Registering the Custom Sink

from rlm_code.rlm.observability import RLMObservability

obs = RLMObservability.default(workdir=workdir, run_dir=run_dir)
obs.add_sink(WebhookSink(url="https://hooks.example.com/rlm"))

Lazy Imports

If your sink depends on optional packages (like requests above), import them inside the method body so that the sink can be instantiated even if the package is not installed. All built-in sinks follow this pattern.


Sink Lifecycle

Every sink follows this lifecycle during an RLM run:

stateDiagram-v2
    [*] --> Initialized: __init__ / __post_init__
    Initialized --> Active: on_run_start()
    Active --> Active: on_step() [repeated]
    Active --> Completed: on_run_end()
    Completed --> [*]

    note right of Initialized
        Sink tests its availability
        (e.g., tries to import mlflow,
        connect to OTEL endpoint)
    end note

    note right of Active
        Each step event is forwarded.
        Errors are caught and logged.
    end note

Phase 1: Initialization (__post_init__)

During initialization, each sink:

  1. Checks whether it is enabled (via its constructor parameter)
  2. Attempts to import required dependencies
  3. Establishes connections to external backends
  4. Sets _available = True on success, or captures the error in _detail

Phase 2: Event Processing (on_run_start, on_step)

If both enabled and _available are true, the sink processes events. If not, methods return immediately (early exit).

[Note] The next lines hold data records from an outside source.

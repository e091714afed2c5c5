use std::sync::Arc;

use {tollgate_config::TollgateConfig, tollgate_fetch::FetchClient};

use crate::{
    approval::InteractionBroker,
    device::{CalendarAddEventTool, DeviceBridge, NotifyTool, ShareTextTool},
    dispatcher::Dispatcher,
    mcp::{McpCallTool, McpListServersTool},
    memory::{MemoryDeleteTool, MemorySaveTool, MemorySearchTool, MemoryStore},
    public_data::PublicDataTool,
    read_file::ReadFileTool,
    registry::ToolRegistry,
    session_state::{SessionStateStore, SessionStateTool},
    web_fetch::WebFetchTool,
};

pub const DEFAULT_SESSION: &str = "main";

/// Register the full tool set in catalog order.
pub fn build_registry(
    config: &TollgateConfig,
    fetch: &FetchClient,
    broker: &Arc<InteractionBroker>,
    device: &Arc<dyn DeviceBridge>,
) -> ToolRegistry {
    let memory = Arc::new(MemoryStore::new());
    let state = Arc::new(SessionStateStore::new());
    let servers = config.mcp.entries();

    let mut registry = ToolRegistry::new();
    registry.register(Box::new(MemorySaveTool::new(Arc::clone(&memory))));
    registry.register(Box::new(MemorySearchTool::new(Arc::clone(&memory))));
    registry.register(Box::new(MemoryDeleteTool::new(memory, Arc::clone(broker))));
    registry.register(Box::new(SessionStateTool::new(state, DEFAULT_SESSION)));
    registry.register(Box::new(WebFetchTool::new(
        fetch.clone(),
        config.browse.clone(),
    )));
    for tool in PublicDataTool::all(fetch) {
        registry.register(Box::new(tool));
    }
    registry.register(Box::new(CalendarAddEventTool::new(
        Arc::clone(device),
        Arc::clone(broker),
    )));
    registry.register(Box::new(ShareTextTool::new(
        Arc::clone(device),
        Arc::clone(broker),
    )));
    registry.register(Box::new(NotifyTool::new(
        Arc::clone(device),
        config.tools.notifications_enabled,
    )));
    registry.register(Box::new(ReadFileTool::new(
        Arc::clone(broker),
        config.tools.max_file_bytes,
    )));
    registry.register(Box::new(McpListServersTool::new(servers.clone())));
    registry.register(Box::new(McpCallTool::new(fetch.clone(), servers)));
    registry
}

/// A dispatcher over the full tool set with a fresh interaction broker.
pub fn build_dispatcher(
    config: &TollgateConfig,
    fetch: &FetchClient,
    device: Arc<dyn DeviceBridge>,
) -> Dispatcher {
    let broker = InteractionBroker::shared(config.tools.approval_timeout());
    let registry = build_registry(config, fetch, &broker, &device);
    Dispatcher::new(registry, config.tools.disabled.iter().cloned(), broker)
}

#[allow(clippy::unwrap_used, clippy::expect_used)]
#[cfg(test)]
mod tests {
    use {
        super::*,
        crate::device::HeadlessBridge,
        serde_json::json,
        tollgate_resilience::ResilienceContext,
    };

    fn fetch(config: &TollgateConfig) -> FetchClient {
        FetchClient::new(
            &config.http,
            &config.browse,
            Arc::new(ResilienceContext::from_config(&config.resilience)),
        )
        .unwrap()
    }

    #[test]
    fn catalog_order() {
        let config = TollgateConfig::default();
        let d = build_dispatcher(&config, &fetch(&config), Arc::new(HeadlessBridge));
        let names: Vec<String> = d.catalog().into_iter().map(|t| t.name).collect();
        assert_eq!(names, vec![
            "memory_save",
            "memory_search",
            "memory_delete",
            "session_state",
            "web_fetch",
            "weather_forecast",
            "wikipedia_summary",
            "exchange_rates",
            "hacker_news_top",
            "earthquakes_recent",
            "calendar_add_event",
            "share_text",
            "notify",
            "read_file",
            "mcp_list_servers",
            "mcp_call",
        ]);
    }

    #[tokio::test]
    async fn config_disabled_tools_are_refused() {
        let mut config = TollgateConfig::default();
        config.tools.disabled = vec!["memory_save".into()];
        let d = build_dispatcher(&config, &fetch(&config), Arc::new(HeadlessBridge));
        let resp = d
            .invoke("memory_save", json!({"key": "k", "content": "v"}))
            .await;
        assert_eq!(resp.code(), Some("disabled"));
        let resp = d.invoke("memory_search", json!({"query": "k"})).await;
        assert!(resp.ok);
    }
}
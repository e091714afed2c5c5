//! Shared resilience state for the remote fetch pipeline.
//!
//! - [`endpoint`]: compiled-in registry of remote endpoints and their policies.
//! - [`cache`]: last-good response per key, judged fresh against a TTL on read.
//! - [`rate_limit`]: fixed-window call quotas per key.
//! - [`breaker`]: per-key circuit breaker with an implicit half-open probe.
//!
//! All three stateful pieces are owned by a [`ResilienceContext`] built once
//! at startup and shared by `Arc`; tests construct a fresh one each.

pub mod breaker;
pub mod cache;
pub mod context;
pub mod endpoint;
pub mod rate_limit;

pub use {
    breaker::{BreakerSnapshot, CircuitBreaker},
    cache::{CachedResponse, DEFAULT_CACHE_CAPACITY, ResponseCache},
    context::ResilienceContext,
    endpoint::{ENDPOINTS, Endpoint},
    rate_limit::{RateDecision, RateLimiter},
};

Phase 3: Run Completion (on_run_end)

The sink records final metrics, closes active spans/runs, and flushes any buffered data.


Factory Functions

Each external sink has a corresponding factory function that reads environment variables:

Factory Reads Creates
create_otel_sink_from_env() DSPY_RLM_OTEL_ENABLED, OTEL_EXPORTER_OTLP_ENDPOINT, OTEL_SERVICE_NAME, DSPY_RLM_OTEL_METRICS_ENABLED OpenTelemetrySink
create_langsmith_sink_from_env() DSPY_RLM_LANGSMITH_ENABLED, LANGCHAIN_PROJECT LangSmithSink
create_langfuse_sink_from_env() DSPY_RLM_LANGFUSE_ENABLED, LANGFUSE_HOST LangFuseSink
create_logfire_sink_from_env() DSPY_RLM_LOGFIRE_ENABLED, LOGFIRE_PROJECT_NAME LogfireSink
create_all_sinks_from_env() All of the above list of all four sinks

Usage

from rlm_code.rlm.observability_sinks import (
    create_otel_sink_from_env,
    create_all_sinks_from_env,
)

# Create a single sink
otel = create_otel_sink_from_env()

# Create all external sinks at once
all_sinks = create_all_sinks_from_env()

Automatic Usage

You rarely need to call factory functions directly. RLMObservability.default() calls them internally when constructing the default sink list.


Boolean Environment Variable Parsing

Both observability.py and observability_sinks.py use a shared helper for parsing boolean environment variables:

def _as_bool_env(value: str | None, default: bool) -> bool:
    if value is None:
        return default
    return value.strip().lower() in {"1", "true", "yes", "on"}

Recognized truthy values: "1", "true", "yes", "on" (case-insensitive). Everything else evaluates to False.